Paediatric Nephrology Flashcards
Urine specimen collection techniques for paeds
Paedi bag: plastic sterile bag with stick edge, only useful if NEGATIVE, if positive must collect a clean specimen
Clean catch: catching midstream, unfavourable especially in non-circumcised boys
Suprapubic aspirate - finger breadth above pubic symphysis in the midline
Catheterisation
Categories of nocturnal enuresis
Primary: has not ever established 6 months of dryness
Secondary: have at some stage established dryness, and back to wetting
Monosymptomatic: wetting at night, no symptoms during the day
Non-monosymptomatic: day time symptoms (e.g. urgency, frequency, etc. more likely to be pathologic)

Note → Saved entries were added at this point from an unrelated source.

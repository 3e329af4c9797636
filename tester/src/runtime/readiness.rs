//! Readiness polling
//!
//! A freshly started node accepts TCP connections well before its
//! collections answer. These helpers poll on a fixed budget instead of
//! sleeping for an arbitrary amount of time.

use shared::{Stage, stage_debug, stage_info, stage_warn};
use tokio::time::sleep;

use crate::config::{ReadinessConfig, ReadinessPolicy};
use crate::error::{TesterError, TesterResult};
use crate::traits::SolrAdmin;

/// How a readiness poll ended
#[derive(Debug, Clone, Copy, PartialEq, Eq)]
pub enum ReadinessOutcome {
    /// The check succeeded on this attempt (1-based)
    Ready { attempts: u32 },
    /// Budget used up without success; only returned under the lenient policy
    Exhausted { attempts: u32 },
}

impl ReadinessOutcome {
    pub fn is_ready(&self) -> bool {
        matches!(self, ReadinessOutcome::Ready { .. })
    }
}

/// Ping `placeholder` until it reports status 0 or the budget runs out.
///
/// Transport and protocol failures are logged and retried, never returned.
pub async fn wait_for_ready(
    admin: &dyn SolrAdmin,
    placeholder: &str,
    config: &ReadinessConfig,
) -> TesterResult<ReadinessOutcome> {
    poll_ping(admin, placeholder, config, 1).await
}

/// Make sure the placeholder collection exists, creating it from `config_set` if needed.
///
/// Each attempt lists collections and creates the placeholder when it is
/// missing. A failed list or create counts as a failed attempt, since the
/// collections API answers before the overseer accepts work. On success the
/// outcome reports how many attempts were used.
pub async fn ensure_placeholder(
    admin: &dyn SolrAdmin,
    placeholder: &str,
    config_set: &str,
    config: &ReadinessConfig,
) -> TesterResult<ReadinessOutcome> {
    let url = admin.endpoint().base_url();

    for attempt in 1..=config.attempts {
        match bootstrap_attempt(admin, placeholder, config_set).await {
            Ok(()) => return Ok(ReadinessOutcome::Ready { attempts: attempt }),
            Err(e) => {
                stage_warn!(Stage::Readiness, "⚠️ Placeholder '{}' not available yet: {}", placeholder, e);
            }
        }

        if attempt < config.attempts {
            sleep(config.interval).await;
        }
    }

    exhausted(url, config)
}

/// Bootstrap the placeholder (when `bootstrap_from` names a config set) and
/// then ping it, both drawing on one attempt budget.
pub async fn await_ready(
    admin: &dyn SolrAdmin,
    placeholder: &str,
    bootstrap_from: Option<&str>,
    config: &ReadinessConfig,
) -> TesterResult<ReadinessOutcome> {
    let mut first_ping = 1;

    if let Some(config_set) = bootstrap_from {
        match ensure_placeholder(admin, placeholder, config_set, config).await? {
            ReadinessOutcome::Ready { attempts } => first_ping = attempts + 1,
            exhausted @ ReadinessOutcome::Exhausted { .. } => return Ok(exhausted),
        }
    }

    poll_ping(admin, placeholder, config, first_ping).await
}

async fn bootstrap_attempt(admin: &dyn SolrAdmin, placeholder: &str, config_set: &str) -> TesterResult<()> {
    let collections = admin.list_collections().await?;
    if collections.iter().any(|c| c == placeholder) {
        stage_debug!(Stage::Readiness, "Placeholder '{}' already exists", placeholder);
        return Ok(());
    }
    admin.create_collection(config_set, placeholder, 1).await
}

// Attempts are numbered across the whole budget; `first` > `attempts` means none are left.
async fn poll_ping(
    admin: &dyn SolrAdmin,
    placeholder: &str,
    config: &ReadinessConfig,
    first: u32,
) -> TesterResult<ReadinessOutcome> {
    let url = admin.endpoint().base_url();
    stage_info!(Stage::Readiness, "⏳ Waiting for {} (max {} attempts)", url, config.attempts);

    for attempt in first..=config.attempts {
        match admin.ping(placeholder).await {
            Ok(result) if result.is_healthy() => {
                stage_info!(Stage::Readiness, "✅ {} is available", url);
                return Ok(ReadinessOutcome::Ready { attempts: attempt });
            }
            Ok(result) => {
                stage_debug!(Stage::Readiness, "Ping on '{}' returned status {}", placeholder, result.status);
            }
            Err(e) => {
                stage_warn!(Stage::Readiness, "⚠️ {}", e);
            }
        }

        if attempt < config.attempts {
            stage_info!(Stage::Readiness, "Waiting for {}", url);
            sleep(config.interval).await;
        }
    }

    exhausted(url, config)
}

fn exhausted(url: String, config: &ReadinessConfig) -> TesterResult<ReadinessOutcome> {
    match config.policy {
        ReadinessPolicy::Strict => Err(TesterError::NotReady {
            url,
            attempts: config.attempts,
        }),
        ReadinessPolicy::Lenient => {
            stage_warn!(
                Stage::Readiness,
                "⏰ {} not ready after {} attempts, continuing anyway",
                url,
                config.attempts
            );
            Ok(ReadinessOutcome::Exhausted {
                attempts: config.attempts,
            })
        }
    }
}
//! Solr Admin API Client
//!
//! Provides HTTP client functionality for the config set, collection and
//! liveness endpoints of a Solr node.

use std::path::{Path, PathBuf};
use std::time::Duration;

use async_trait::async_trait;
use serde::Deserialize;
use shared::{PingResult, ServerEndpoint, SolrDocument, Stage, stage_debug, stage_info, stage_warn};
use tempfile::NamedTempFile;

use crate::error::{AdminOperation, TesterError, TesterResult};
use crate::runtime::archive;
use crate::traits::SolrAdmin;

/// HTTP client for a Solr node's admin API
#[derive(Clone, Debug)]
pub struct SolrAdminClient {
    endpoint: ServerEndpoint,
    client: reqwest::Client,
    archive_dir: PathBuf,
}

#[derive(Deserialize, Debug)]
struct ResponseHeader {
    status: i32,
    #[serde(rename = "QTime")]
    qtime: Option<u64>,
}

#[derive(Deserialize, Debug)]
struct PingResponse {
    #[serde(rename = "responseHeader")]
    response_header: ResponseHeader,
    status: Option<String>,
}

#[derive(Deserialize, Debug)]
struct ListResponse {
    #[serde(default)]
    collections: Vec<String>,
}

#[derive(Deserialize, Debug)]
struct SelectBody {
    #[serde(rename = "numFound")]
    num_found: u64,
}

#[derive(Deserialize, Debug)]
struct SelectResponse {
    response: SelectBody,
}

impl SolrAdminClient {
    /// Create a new admin client for `endpoint`
    pub fn new(endpoint: ServerEndpoint, timeout: Duration) -> TesterResult<Self> {
        let client = reqwest::Client::builder().timeout(timeout).build()?;
        Ok(Self {
            endpoint,
            client,
            archive_dir: std::env::temp_dir(),
        })
    }

    /// Write config set archives under `dir` instead of the system temp directory
    pub fn with_archive_dir(mut self, dir: impl Into<PathBuf>) -> Self {
        self.archive_dir = dir.into();
        self
    }

    /// Upload an already packaged archive as config set `name`
    async fn upload_archive(&self, name: &str, archive: &NamedTempFile) -> TesterResult<()> {
        let body = tokio::fs::read(archive.path()).await?;
        stage_debug!(Stage::Provisioning, "📦 Uploading {} byte config set '{}'", body.len(), name);

        let response = self
            .client
            .post(self.endpoint.url_for("admin/configs"))
            .header(reqwest::header::CONTENT_TYPE, "application/octet-stream")
            .query(&[("action", "UPLOAD"), ("name", name)])
            .body(body)
            .send()
            .await?;

        expect_ok(response, AdminOperation::UploadConfig, name).await?;
        Ok(())
    }

    async fn get_json<T: for<'de> Deserialize<'de>>(
        &self,
        path: &str,
        query: &[(&str, &str)],
        operation: AdminOperation,
        target: &str,
    ) -> TesterResult<T> {
        let response = self
            .client
            .get(self.endpoint.url_for(path))
            .query(query)
            .send()
            .await?;

        let body = expect_ok(response, operation, target).await?;
        serde_json::from_str(&body).map_err(|_| TesterError::InvalidResponse {
            operation,
            target: target.to_string(),
            body,
        })
    }

    async fn post_admin(
        &self,
        path: &str,
        query: &[(&str, &str)],
        operation: AdminOperation,
        target: &str,
    ) -> TesterResult<()> {
        let response = self
            .client
            .post(self.endpoint.url_for(path))
            .query(query)
            .send()
            .await?;

        expect_ok(response, operation, target).await?;
        Ok(())
    }
}

/// Return the body of a 200 response, or a `Provisioning` error with the body attached
async fn expect_ok(response: reqwest::Response, operation: AdminOperation, target: &str) -> TesterResult<String> {
    let status = response.status();
    let body = response.text().await.unwrap_or_default();

    if status != reqwest::StatusCode::OK {
        return Err(TesterError::Provisioning {
            operation,
            target: target.to_string(),
            status: status.as_u16(),
            body,
        });
    }

    Ok(body)
}

#[async_trait]
impl SolrAdmin for SolrAdminClient {
    fn endpoint(&self) -> &ServerEndpoint {
        &self.endpoint
    }

    async fn create_config(&self, name: &str, source_dir: &Path) -> TesterResult<()> {
        stage_info!(Stage::Provisioning, "🚀 Creating config '{}' from {}", name, source_dir.display());

        let dir = source_dir.to_path_buf();
        let archive_dir = self.archive_dir.clone();
        let archive =
            tokio::task::spawn_blocking(move || archive::package_config_dir_in(&dir, &archive_dir)).await??;

        let result = self.upload_archive(name, &archive).await;

        // The archive goes away whether or not the upload worked.
        if let Err(e) = archive.close() {
            stage_warn!(Stage::Provisioning, "⚠️ Failed to remove config set archive: {}", e);
        }

        if result.is_ok() {
            stage_info!(Stage::Provisioning, "✅ Created config '{}'", name);
        }
        result
    }

    async fn delete_config(&self, name: &str) -> TesterResult<()> {
        self.post_admin(
            "admin/configs",
            &[("action", "DELETE"), ("name", name)],
            AdminOperation::DeleteConfig,
            name,
        )
        .await?;
        stage_info!(Stage::Provisioning, "🗑️ Deleted config '{}'", name);
        Ok(())
    }

    async fn create_collection(&self, config: &str, collection: &str, num_shards: u32) -> TesterResult<()> {
        let shards = num_shards.to_string();
        self.post_admin(
            "admin/collections",
            &[
                ("action", "CREATE"),
                ("name", collection),
                ("numShards", shards.as_str()),
                ("collection.configName", config),
            ],
            AdminOperation::CreateCollection,
            collection,
        )
        .await?;
        stage_info!(
            Stage::Provisioning,
            "✅ Created collection '{}' with config '{}' ({} shards)",
            collection,
            config,
            num_shards
        );
        Ok(())
    }

    async fn delete_collection(&self, collection: &str) -> TesterResult<()> {
        self.post_admin(
            "admin/collections",
            &[("action", "DELETE"), ("name", collection)],
            AdminOperation::DeleteCollection,
            collection,
        )
        .await?;
        stage_info!(Stage::Provisioning, "🗑️ Deleted collection '{}'", collection);
        Ok(())
    }

    async fn list_collections(&self) -> TesterResult<Vec<String>> {
        let list: ListResponse = self
            .get_json(
                "admin/collections",
                &[("action", "LIST"), ("wt", "json")],
                AdminOperation::ListCollections,
                "*",
            )
            .await?;
        Ok(list.collections)
    }

    async fn ping(&self, collection: &str) -> TesterResult<PingResult> {
        let path = format!("{collection}/admin/ping");
        let ping: PingResponse = self
            .get_json(&path, &[("wt", "json")], AdminOperation::Ping, collection)
            .await?;

        Ok(PingResult {
            status: ping.response_header.status,
            qtime_ms: ping.response_header.qtime,
            health: ping.status,
        })
    }

    async fn add_documents(&self, collection: &str, documents: Vec<SolrDocument>) -> TesterResult<()> {
        let count = documents.len();
        let response = self
            .client
            .post(self.endpoint.url_for(&format!("{collection}/update")))
            .query(&[("commit", "true")])
            .json(&documents)
            .send()
            .await?;

        expect_ok(response, AdminOperation::AddDocuments, collection).await?;
        stage_info!(Stage::Provisioning, "📥 Indexed {} documents into '{}'", count, collection);
        Ok(())
    }

    async fn count_documents(&self, collection: &str) -> TesterResult<u64> {
        let path = format!("{collection}/select");
        let select: SelectResponse = self
            .get_json(
                &path,
                &[("q", "*:*"), ("rows", "0"), ("wt", "json")],
                AdminOperation::CountDocuments,
                collection,
            )
            .await?;
        Ok(select.response.num_found)
    }
}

The most significant factor in treatment resistance in nocturnal enuresis
ADHD
Development of bladder control in children
Most children achieve bladder control by 5y
Familial tendency to later maturation of bladder control
Exposure to stressful events may induce children with previously good bladder control to recommence bed wetting
Common associations with nocturnal enuresis
Constipation UTI Family history Sleep disordered breathing (e.g. OSA or snoring) Epilepsy ADHD Diabetes Anorexia nervosa
Assessment of enuresis
Assess frequency Daytime symptoms (urgency, wetting, UTI, frequency) Bowels ?constipation Behaviour and peer relations Previous treatments and response Perform urinalysis to exclude UTI Investigations not usually indicated
When are investigations indicated in enuresis
After failure of initial treatment or daytime symptoms
ultrasound, uroflow and residual urine
Management of enuresis
ONLY BEGIN AFTER AGED 6
- Fluid restriction at night
- Empty bladder when parents ready to go to bed
- Incentive systems (star charts)
- Enuresis alarms (body worn alarm or pad and bell)
- Desmopressin (synthetic ADH) - if alarm therapy failed or contraindicated (ADHD) - melts are preferred, nasal spray associated with hypoNa
- Anticholinergics - Oxybutinin (if resistant to desmopressin, may use in combination if neither monotherapy is effective)
Conditions predisposing children to UTIs
Vesico-ureteric reflux Urinary obstruction (e.g. calculi secondary to cystinuria)
Common pathogens for paediatric UTIs
E Coli Proteus Klebsiella Enterococcus Staphylococcus
Management of UTI in a child
In well child: Oral Abx 5 days (10-14 if pyelonephritis present)
IV Abx if systemically unwell, vomiting oral medication or infant less than 6m
Prophylactic Abx if awaiting imaging results in a young child under 2
Definition of vesicoureteric reflux
Urine passing in a retrograde direction from the bladder through the vesico-ureteric junction into the ureter
Epidemiology of VUR
40% kids under 1y who are investigated for a first UTI have some degree of reflux (usually grade I or II)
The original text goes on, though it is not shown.